Author’s note: This is the first time I’ve posted fiction here. None of the characters are based on real people, the setting is not a particular place in Atlanta, and the story is not based on actual events.

****************

Brianna was afraid she wouldn’t get to see the president. The principal confirmed the rumor right before school ended for the day, his usually grouchy voice on the intercom bursting with pride: “The President of the United States is coming to visit us, right here, because of what we’ve done.” Bree clapped and cheered along with the other kids. But now she sat on the bus with her good friend Val, heading home through the northwestern suburbs of Atlanta, thinking about what her parents would say.

Unhappily, she recalled the middle-school parents’ night a few years earlier, after the last election. Mrs. Nelson, who she loved, had innocently remarked to Bree’s mom that the kids had gotten a great lesson in democracy. Vickie Bailey’s smile vanished and Bree had to stand there, squirming, listening to her mom lecturing her teacher: “This election was stolen from us by the media. They never reported how he’s a Muslim and he rammed all this socialist healthcare down our throats.
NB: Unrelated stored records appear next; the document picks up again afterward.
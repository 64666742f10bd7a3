//! UI utilities for the client.

use std::io::Write;

use rustyline::{DefaultEditor, error::ReadlineError};
use tokio::sync::mpsc;

pub const PROMPT: &str = "hiroba";

/// Redisplay the prompt after receiving a message
pub fn redisplay_prompt() {
    print!("{}> ", PROMPT);
    std::io::stdout().flush().ok();
}

/// Spawn a blocking thread for rustyline (synchronous readline)
///
/// The thread outlives individual sessions so that input typed during a
/// reconnect is not lost. The channel closes on Ctrl+C or Ctrl+D.
pub fn spawn_line_reader() -> mpsc::UnboundedReceiver<String> {
    let (input_tx, input_rx) = mpsc::unbounded_channel::<String>();

    std::thread::spawn(move || {
        let mut rl = match DefaultEditor::new() {
            Ok(rl) => rl,
            Err(e) => {
                eprintln!("Failed to initialize readline: {}", e);
                return;
            }
        };

        let prompt = format!("{}> ", PROMPT);

        loop {
            match rl.readline(&prompt) {
                Ok(line) => {
                    let line = line.trim();
                    if !line.is_empty() {
                        rl.add_history_entry(line).ok();
                        if input_tx.send(line.to_string()).is_err() {
                            break;
                        }
                    }
                }
                Err(ReadlineError::Interrupted) => {
                    tracing::info!("Interrupted");
                    break;
                }
                Err(ReadlineError::Eof) => {
                    tracing::info!("EOF");
                    break;
                }
                Err(err) => {
                    tracing::error!("Readline error: {}", err);
                    break;
                }
            }
        }
    });

    input_rx
}
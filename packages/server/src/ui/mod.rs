//! UI layer: the WebSocket protocol adapter and the HTTP API.

pub mod event_handler;
mod handler;
mod server;
mod signal;
pub mod state;

pub use event_handler::{EventHandler, RoomEventHandler, Session};
pub use server::Server;
pub use signal::shutdown_signal;
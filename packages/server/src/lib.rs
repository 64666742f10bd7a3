//! Hiroba real-time core.
//!
//! Accepts long-lived WebSocket connections, organizes them into rooms,
//! tracks presence, and fans out room messages with a per-room total order
//! and history replay.

// layers
pub mod domain;
pub mod infrastructure;
pub mod ui;
pub mod usecase;

pub mod config;
//! Application event handler
//!
//! プロトコルアダプタはビジネス状態を持たず、受信したフレームをすべて
//! 登録された `EventHandler` に渡します。アプリケーションは独自の
//! ハンドラを実装することで、参加できるルームの制限やペイロードの検証を
//! 追加できます。`RoomEventHandler` はすべてのフレームを `RealtimeHub`
//! の操作にそのまま対応づける標準の実装です。

use async_trait::async_trait;
use hiroba_shared::protocol::{ClientFrame, MessageFrame, PresenceFrame, ServerFrame};
use tokio::sync::mpsc;

use crate::{
    domain::{ConnectionId, RealtimeError, RoomId, Sequence, UserId},
    infrastructure::dto::conversion::member_frame,
    usecase::RealtimeHub,
};

/// One connected client, as seen by an event handler
#[derive(Clone)]
pub struct Session {
    connection_id: ConnectionId,
    user_id: UserId,
    replies: mpsc::UnboundedSender<ServerFrame>,
}

impl Session {
    pub fn new(
        connection_id: ConnectionId,
        user_id: UserId,
        replies: mpsc::UnboundedSender<ServerFrame>,
    ) -> Self {
        Self {
            connection_id,
            user_id,
            replies,
        }
    }

    pub fn connection_id(&self) -> ConnectionId {
        self.connection_id
    }

    pub fn user_id(&self) -> &UserId {
        &self.user_id
    }

    /// Send a frame to this client only. Dropped silently once the
    /// connection is closing.
    pub fn reply(&self, frame: ServerFrame) {
        if self.replies.send(frame).is_err() {
            tracing::debug!("Reply to closed connection {} dropped", self.connection_id);
        }
    }
}

/// Hooks invoked by the WebSocket adapter.
///
/// An error returned from `on_frame` is sent back to the client as an error
/// frame; `ProtocolViolation` also closes the connection.
#[async_trait]
pub trait EventHandler: Send + Sync {
    async fn on_connect(&self, _hub: &RealtimeHub, _session: &Session) {}

    async fn on_frame(
        &self,
        hub: &RealtimeHub,
        session: &Session,
        frame: ClientFrame,
    ) -> Result<(), RealtimeError>;

    async fn on_disconnect(&self, _hub: &RealtimeHub, _session: &Session) {}
}

/// Maps each client frame to the matching hub operation
#[derive(Debug, Default, Clone, Copy)]
pub struct RoomEventHandler;

#[async_trait]
impl EventHandler for RoomEventHandler {
    async fn on_frame(
        &self,
        hub: &RealtimeHub,
        session: &Session,
        frame: ClientFrame,
    ) -> Result<(), RealtimeError> {
        let connection = session.connection_id();
        let reply = match frame {
            ClientFrame::Join { room } => {
                let room_id = RoomId::new(room)?;
                let joined = hub.join(connection, &room_id).await?;
                ServerFrame::Joined {
                    room: room_id.into_string(),
                    sequence_at_join: joined.sequence_at_join.value(),
                }
            }
            ClientFrame::Leave { room } => {
                let room_id = RoomId::new(room)?;
                hub.leave(connection, &room_id).await;
                ServerFrame::Left {
                    room: room_id.into_string(),
                }
            }
            ClientFrame::Publish { room, payload } => {
                let room_id = RoomId::new(room)?;
                let sequence = hub.publish(connection, &room_id, payload).await?;
                ServerFrame::Published {
                    room: room_id.into_string(),
                    sequence: sequence.value(),
                }
            }
            ClientFrame::History { room, since, limit } => {
                let room_id = RoomId::new(room)?;
                let messages = hub
                    .history_since(&room_id, Sequence::new(since), limit)
                    .await?;
                ServerFrame::History {
                    room: room_id.into_string(),
                    messages: messages.iter().map(MessageFrame::from).collect(),
                }
            }
            ClientFrame::Members { room } => {
                let room_id = RoomId::new(room)?;
                let members = hub.members(&room_id)?;
                ServerFrame::Members {
                    room: room_id.into_string(),
                    members: members
                        .iter()
                        .map(|member| member_frame(member.connection_id, &member.user_id))
                        .collect(),
                }
            }
            ClientFrame::Presence { room } => {
                let room_id = RoomId::new(room)?;
                let users = hub.room_presence(&room_id);
                ServerFrame::Presence {
                    room: room_id.into_string(),
                    users: users.iter().map(PresenceFrame::from).collect(),
                }
            }
            ClientFrame::Ping => ServerFrame::Pong,
        };
        session.reply(reply);
        Ok(())
    }
}
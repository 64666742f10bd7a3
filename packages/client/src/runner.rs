//! Client execution logic with reconnection support.

use std::time::Duration;

use crate::{
    domain::{next_reconnect_count, should_attempt_reconnect, should_exit_immediately},
    error::ClientError,
    session::run_client_session,
    state::ClientState,
    ui::spawn_line_reader,
};

const MAX_RECONNECT_ATTEMPTS: u32 = 5;
const RECONNECT_INTERVAL_SECS: u64 = 5;

/// Run the WebSocket client with reconnection logic
pub async fn run_client(url: String, token: String) -> Result<(), ClientError> {
    let mut input = spawn_line_reader();
    let mut state = ClientState::new();
    let mut reconnect_count = 0;

    loop {
        tracing::info!(
            "Attempting to connect to {} (attempt {}/{})",
            url,
            reconnect_count + 1,
            MAX_RECONNECT_ATTEMPTS
        );

        match run_client_session(&url, &token, &mut state, &mut input).await {
            Ok(()) => {
                tracing::info!("Client session ended normally");
                break;
            }
            Err(e) => {
                if should_exit_immediately(&e) {
                    tracing::error!("{}. Exiting.", e);
                    return Err(e);
                }

                tracing::warn!("Connection lost: {}", e);
                reconnect_count = next_reconnect_count(reconnect_count, state.take_connected());

                if !should_attempt_reconnect(&e, reconnect_count, MAX_RECONNECT_ATTEMPTS) {
                    tracing::error!(
                        "Failed to reconnect after {} attempts. Exiting.",
                        MAX_RECONNECT_ATTEMPTS
                    );
                    return Err(e);
                }

                tracing::info!(
                    "Reconnecting in {} seconds... (attempt {}/{})",
                    RECONNECT_INTERVAL_SECS,
                    reconnect_count + 1,
                    MAX_RECONNECT_ATTEMPTS
                );

                tokio::time::sleep(Duration::from_secs(RECONNECT_INTERVAL_SECS)).await;
            }
        }
    }

    Ok(())
}
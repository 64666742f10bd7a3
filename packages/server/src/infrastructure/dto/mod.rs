//! Data Transfer Objects.
//!
//! - `http`: HTTP API response DTOs
//! - WebSocket frames live in `hiroba_shared::protocol` so the client can
//!   share them
//!
//! `conversion` holds the conversions from domain entities.

pub mod conversion;
pub mod http;
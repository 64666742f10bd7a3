//! UseCase: コネクション受付
//!
//! Identity Resolver でユーザーを特定し、Connection Registry に登録します。
//! 失敗した場合は何も作成されません。

use std::sync::Arc;

use crate::{
    domain::{ConnectRequest, ConnectionId, IdentityResolver, RealtimeError, UserId},
    infrastructure::{
        directory::RoomDirectory,
        registry::{ConnectionRegistry, OutboundReceiver},
    },
};

/// An admitted connection, handed to the transport
pub struct Admission {
    pub connection_id: ConnectionId,
    pub user_id: UserId,
    /// Messages to push to the client
    pub receiver: OutboundReceiver,
}

/// コネクション受付のユースケース
pub struct ConnectSessionUseCase {
    resolver: Arc<dyn IdentityResolver>,
    registry: Arc<ConnectionRegistry>,
    directory: Arc<RoomDirectory>,
}

impl ConnectSessionUseCase {
    pub fn new(
        resolver: Arc<dyn IdentityResolver>,
        registry: Arc<ConnectionRegistry>,
        directory: Arc<RoomDirectory>,
    ) -> Self {
        Self {
            resolver,
            registry,
            directory,
        }
    }

    /// 受付を実行
    ///
    /// # Returns
    ///
    /// * `Ok(Admission)` - 受付成功
    /// * `Err(RealtimeError::Unauthorized)` - 認証失敗
    /// * `Err(RealtimeError::CapacityExceeded | DuplicateSession)` - 受付拒否
    pub async fn execute(&self, request: &ConnectRequest) -> Result<Admission, RealtimeError> {
        let user_id = self.resolver.resolve(request).await.map_err(|e| {
            tracing::warn!("Rejected connection attempt: {}", e);
            RealtimeError::from(e)
        })?;
        let (connection_id, receiver) = self.registry.admit(user_id.clone())?;
        self.directory.register(connection_id);
        Ok(Admission {
            connection_id,
            user_id,
            receiver,
        })
    }
}
//! Domain logic for client-side operations.
//!
//! This module contains pure functions that implement business logic
//! without side effects, making them easy to test.

use crate::error::ClientError;

/// Check if the client should exit immediately based on the error type.
///
/// Rejections that a retry cannot fix end the client.
pub fn should_exit_immediately(error: &ClientError) -> bool {
    matches!(
        error,
        ClientError::Unauthorized | ClientError::DuplicateSession(_)
    )
}

/// Check if the client should attempt to reconnect.
///
/// # Arguments
///
/// * `error` - The client error that occurred
/// * `current_attempt` - The current reconnection attempt count (0-indexed)
/// * `max_attempts` - The maximum number of reconnection attempts allowed
pub fn should_attempt_reconnect(
    error: &ClientError,
    current_attempt: u32,
    max_attempts: u32,
) -> bool {
    if should_exit_immediately(error) {
        return false;
    }
    current_attempt < max_attempts
}

/// Failed attempts so far after a session ends.
///
/// A session that reached the server starts the count over, so a client
/// that stays connected for long periods never runs out of attempts.
pub fn next_reconnect_count(current: u32, connected: bool) -> u32 {
    if connected { 1 } else { current + 1 }
}

/// Map a rejected WebSocket handshake to a client error
pub fn handshake_error(status: u16, user: &str) -> ClientError {
    match status {
        401 => ClientError::Unauthorized,
        409 => ClientError::DuplicateSession(user.to_string()),
        503 => ClientError::ServerFull,
        other => ClientError::ConnectionError(format!("handshake rejected with HTTP {}", other)),
    }
}
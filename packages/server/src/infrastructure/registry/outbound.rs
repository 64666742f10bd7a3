//! Bounded per-connection outbound queue.
//!
//! `tokio::sync::mpsc` cannot evict from the sending side, so the queue is a
//! `VecDeque` behind a short `parking_lot` lock plus a `Notify` for the single
//! consumer. Pushing never waits: a full queue either drops its oldest entry
//! or closes itself, depending on the backpressure policy.

use std::{collections::VecDeque, sync::Arc};

use parking_lot::Mutex;
use thiserror::Error;
use tokio::sync::Notify;

use crate::{config::BackpressurePolicy, domain::Message};

/// The queue was closed by removal or by the disconnect policy
#[derive(Debug, Clone, Copy, PartialEq, Eq, Error)]
#[error("outbound queue is closed")]
pub struct QueueClosed;

/// Result of a successful push
#[derive(Debug, Clone, Copy, PartialEq, Eq)]
pub enum PushOutcome {
    Queued,
    /// Queued after discarding the oldest entry
    DroppedOldest,
    /// The queue was full and has been closed; nothing was queued
    Closed,
}

struct QueueState {
    buffer: VecDeque<Arc<Message>>,
    closed: bool,
}

struct Shared {
    state: Mutex<QueueState>,
    notify: Notify,
    capacity: usize,
    policy: BackpressurePolicy,
}

/// Producer side, owned by the registry
#[derive(Clone)]
pub struct OutboundSender {
    shared: Arc<Shared>,
}

/// Consumer side, owned by the connection's pusher task
pub struct OutboundReceiver {
    shared: Arc<Shared>,
}

pub fn outbound_queue(
    capacity: usize,
    policy: BackpressurePolicy,
) -> (OutboundSender, OutboundReceiver) {
    let shared = Arc::new(Shared {
        state: Mutex::new(QueueState {
            buffer: VecDeque::with_capacity(capacity.min(1024)),
            closed: false,
        }),
        notify: Notify::new(),
        capacity: capacity.max(1),
        policy,
    });
    (
        OutboundSender {
            shared: shared.clone(),
        },
        OutboundReceiver { shared },
    )
}

impl OutboundSender {
    pub fn push(&self, message: Arc<Message>) -> Result<PushOutcome, QueueClosed> {
        let outcome = {
            let mut state = self.shared.state.lock();
            if state.closed {
                return Err(QueueClosed);
            }
            if state.buffer.len() < self.shared.capacity {
                state.buffer.push_back(message);
                PushOutcome::Queued
            } else {
                match self.shared.policy {
                    BackpressurePolicy::DropOldest => {
                        state.buffer.pop_front();
                        state.buffer.push_back(message);
                        PushOutcome::DroppedOldest
                    }
                    BackpressurePolicy::Disconnect => {
                        state.closed = true;
                        state.buffer.clear();
                        PushOutcome::Closed
                    }
                }
            }
        };
        self.shared.notify.notify_one();
        Ok(outcome)
    }

    /// Close the queue and discard anything still buffered. Idempotent.
    pub fn close(&self) {
        {
            let mut state = self.shared.state.lock();
            state.closed = true;
            state.buffer.clear();
        }
        self.shared.notify.notify_one();
    }

    pub fn is_closed(&self) -> bool {
        self.shared.state.lock().closed
    }

    pub fn len(&self) -> usize {
        self.shared.state.lock().buffer.len()
    }

    pub fn is_empty(&self) -> bool {
        self.len() == 0
    }
}

impl OutboundReceiver {
    /// Wait for the next message; `None` once the queue is closed.
    pub async fn recv(&mut self) -> Option<Arc<Message>> {
        loop {
            {
                let mut state = self.shared.state.lock();
                if let Some(message) = state.buffer.pop_front() {
                    return Some(message);
                }
                if state.closed {
                    return None;
                }
            }
            self.shared.notify.notified().await;
        }
    }

    /// Non-blocking variant of `recv`
    pub fn try_recv(&mut self) -> Option<Arc<Message>> {
        self.shared.state.lock().buffer.pop_front()
    }

    pub fn is_closed(&self) -> bool {
        self.shared.state.lock().closed
    }
}

#[cfg(test)]
mod tests {
    use super::*;
    use crate::domain::{MessageKind, RoomId, Sequence, Timestamp, UserId};
    use serde_json::json;

    fn message(seq: u64) -> Arc<Message> {
        Arc::new(Message::new(
            RoomId::new("lobby".to_string()).unwrap(),
            Sequence::new(seq),
            UserId::new("alice".to_string()).unwrap(),
            MessageKind::Chat,
            json!(seq),
            Timestamp::new(0),
        ))
    }

    #[tokio::test]
    async fn test_messages_are_received_in_push_order() {
        // テスト項目: push した順にメッセージを受信できる
        // given (前提条件):
        let (tx, mut rx) = outbound_queue(4, BackpressurePolicy::DropOldest);

        // when (操作):
        tx.push(message(1)).unwrap();
        tx.push(message(2)).unwrap();

        // then (期待する結果):
        assert_eq!(rx.recv().await.unwrap().sequence.value(), 1);
        assert_eq!(rx.recv().await.unwrap().sequence.value(), 2);
    }

    #[tokio::test]
    async fn test_drop_oldest_keeps_newest_messages() {
        // テスト項目: drop-oldest では満杯時に最も古いメッセージが捨てられる
        // given (前提条件):
        let (tx, mut rx) = outbound_queue(2, BackpressurePolicy::DropOldest);
        tx.push(message(1)).unwrap();
        tx.push(message(2)).unwrap();

        // when (操作):
        let outcome = tx.push(message(3)).unwrap();

        // then (期待する結果):
        assert_eq!(outcome, PushOutcome::DroppedOldest);
        assert_eq!(rx.try_recv().unwrap().sequence.value(), 2);
        assert_eq!(rx.try_recv().unwrap().sequence.value(), 3);
        assert!(rx.try_recv().is_none());
    }

    #[tokio::test]
    async fn test_disconnect_policy_closes_full_queue() {
        // テスト項目: disconnect ポリシーでは満杯時にキューが閉じられる
        // given (前提条件):
        let (tx, mut rx) = outbound_queue(1, BackpressurePolicy::Disconnect);
        tx.push(message(1)).unwrap();

        // when (操作):
        let outcome = tx.push(message(2)).unwrap();

        // then (期待する結果):
        assert_eq!(outcome, PushOutcome::Closed);
        assert!(tx.is_closed());
        assert_eq!(tx.push(message(3)), Err(QueueClosed));
        assert!(rx.recv().await.is_none());
    }

    #[tokio::test]
    async fn test_close_wakes_waiting_receiver() {
        // テスト項目: 待機中の受信側が close で起こされ None を受け取る
        // given (前提条件):
        let (tx, mut rx) = outbound_queue(4, BackpressurePolicy::DropOldest);
        let waiter = tokio::spawn(async move { rx.recv().await });

        // when (操作):
        tokio::task::yield_now().await;
        tx.close();

        // then (期待する結果):
        assert!(waiter.await.unwrap().is_none());
    }
}
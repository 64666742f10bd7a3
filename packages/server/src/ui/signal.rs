//! Shutdown signal handling.

/// Resolve on Ctrl+C, or SIGTERM on Unix
pub async fn shutdown_signal() {
    let ctrl_c = async {
        if let Err(e) = tokio::signal::ctrl_c().await {
            tracing::error!("Failed to listen for Ctrl+C: {}", e);
            std::future::pending::<()>().await;
        }
    };

    #[cfg(unix)]
    let terminate = async {
        use tokio::signal::unix::{SignalKind, signal};
        match signal(SignalKind::terminate()) {
            Ok(mut sigterm) => {
                sigterm.recv().await;
            }
            Err(e) => {
                tracing::error!("Failed to listen for SIGTERM: {}", e);
                std::future::pending::<()>().await;
            }
        }
    };

    #[cfg(not(unix))]
    let terminate = std::future::pending::<()>();

    tokio::select! {
        _ = ctrl_c => tracing::info!("Received Ctrl+C, shutting down"),
        _ = terminate => tracing::info!("Received SIGTERM, shutting down"),
    }
}
//! UseCase: コネクション切断
//!
//! ## 処理の流れ
//!
//! 1. Registry から削除（送信キューを閉じる）
//! 2. Room Directory から全ルームの所属を削除
//! 3. 抜けたルームごとにプレゼンスを再計算（必要なら offline を通知）
//!
//! どの段階も冪等なので、同じコネクションに対して何度呼んでも問題ありません。
//! クライアントの切断、トランスポートエラー、アイドルタイムアウト、遅いコンシューマの
//! 強制切断はすべてこのユースケースを通ります。

use std::{sync::Arc, time::Duration};

use crate::{
    domain::ConnectionId,
    infrastructure::{
        directory::RoomDirectory,
        registry::{ConnectionRegistry, RemovalReason},
    },
};

use super::presence::PresenceTracker;

/// コネクション切断のユースケース
pub struct DisconnectSessionUseCase {
    registry: Arc<ConnectionRegistry>,
    directory: Arc<RoomDirectory>,
    presence: Arc<PresenceTracker>,
}

impl DisconnectSessionUseCase {
    pub fn new(
        registry: Arc<ConnectionRegistry>,
        directory: Arc<RoomDirectory>,
        presence: Arc<PresenceTracker>,
    ) -> Self {
        Self {
            registry,
            directory,
            presence,
        }
    }

    /// 切断を実行
    ///
    /// Returns `true` if this call removed the connection, `false` if it was
    /// already gone.
    pub async fn execute(&self, connection: ConnectionId, reason: RemovalReason) -> bool {
        let removed = self.registry.remove(connection, reason).is_some();
        let rooms = self.directory.leave_all(connection);
        for room in &rooms {
            self.presence.refresh(room).await;
        }
        removed
    }

    /// Remove connections idle for longer than `idle_timeout`, and those the
    /// disconnect backpressure policy already closed.
    ///
    /// Returns the number of connections removed.
    pub async fn sweep_idle(&self, idle_timeout: Duration) -> usize {
        let mut removed = 0;
        for connection in self.registry.idle_connections(idle_timeout) {
            let reason = match self.registry.get(connection) {
                Some(handle) if !handle.is_live() => RemovalReason::SlowConsumer,
                _ => RemovalReason::Idle,
            };
            if self.execute(connection, reason).await {
                removed += 1;
            }
        }
        let pruned = self.presence.prune();
        if removed > 0 || pruned > 0 {
            tracing::debug!(
                "Idle sweep removed {} connection(s), pruned {} presence cache(s)",
                removed,
                pruned
            );
        }
        removed
    }
}
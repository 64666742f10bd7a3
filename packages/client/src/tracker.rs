//! Per-room sequence tracking.
//!
//! Live deliveries and history replay can overlap after a reconnect. The
//! tracker accepts each `(room, sequence)` once and keeps a contiguous
//! watermark used as the `since` value when catching up.

use std::collections::{BTreeSet, HashMap};

/// Out-of-order sequences kept above the watermark before it is forced forward
const MAX_PENDING: usize = 1024;

#[derive(Debug, Default)]
struct RoomCursor {
    watermark: u64,
    ahead: BTreeSet<u64>,
}

impl RoomCursor {
    fn advance(&mut self) {
        while self.ahead.remove(&(self.watermark + 1)) {
            self.watermark += 1;
        }
    }
}

#[derive(Debug, Default)]
pub struct SequenceTracker {
    rooms: HashMap<String, RoomCursor>,
}

impl SequenceTracker {
    pub fn new() -> Self {
        Self::default()
    }

    /// Start tracking a room at `sequence` unless it is already tracked
    pub fn start_at(&mut self, room: &str, sequence: u64) {
        self.rooms
            .entry(room.to_string())
            .or_insert_with(|| RoomCursor {
                watermark: sequence,
                ahead: BTreeSet::new(),
            });
    }

    /// Record a delivery. Returns `false` for a sequence already seen.
    pub fn observe(&mut self, room: &str, sequence: u64) -> bool {
        let cursor = self.rooms.entry(room.to_string()).or_default();
        if sequence <= cursor.watermark || !cursor.ahead.insert(sequence) {
            return false;
        }
        cursor.advance();

        // a gap that history can no longer fill
        if cursor.ahead.len() > MAX_PENDING
            && let Some(&first) = cursor.ahead.first()
        {
            cursor.watermark = first - 1;
            cursor.advance();
        }
        true
    }

    /// Highest sequence below which nothing is missing
    pub fn last_seen(&self, room: &str) -> u64 {
        self.rooms.get(room).map_or(0, |cursor| cursor.watermark)
    }

    pub fn forget(&mut self, room: &str) {
        self.rooms.remove(room);
    }
}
And they made up all those lies about Romney.” (Of course, her folks had voted against Romney in the primary, convinced he was far too liberal and that Mormons weren’t real Christians.)

“What are you gonna wear?” asked Val, sitting next to Bree.

“Wear to what?”

“The assembly. We might be on TV.”

Bree grimaced. “I might not even get to go. My parents hate him.”

“Mine do too but I don’t care,” Val replied. “They grounded me for skipping school. So what are they gonna do, ground me again for going to school?”

*****

Bree knew she’d be in for a battle. Her mother would have the TV on Fox News as soon as she got in from the bank. Her dad’s sales job with a chemical company kept him on the road all day listening to Rush, Hannity, and the others, and he usually came home stoked, eager to talk about the latest outrage.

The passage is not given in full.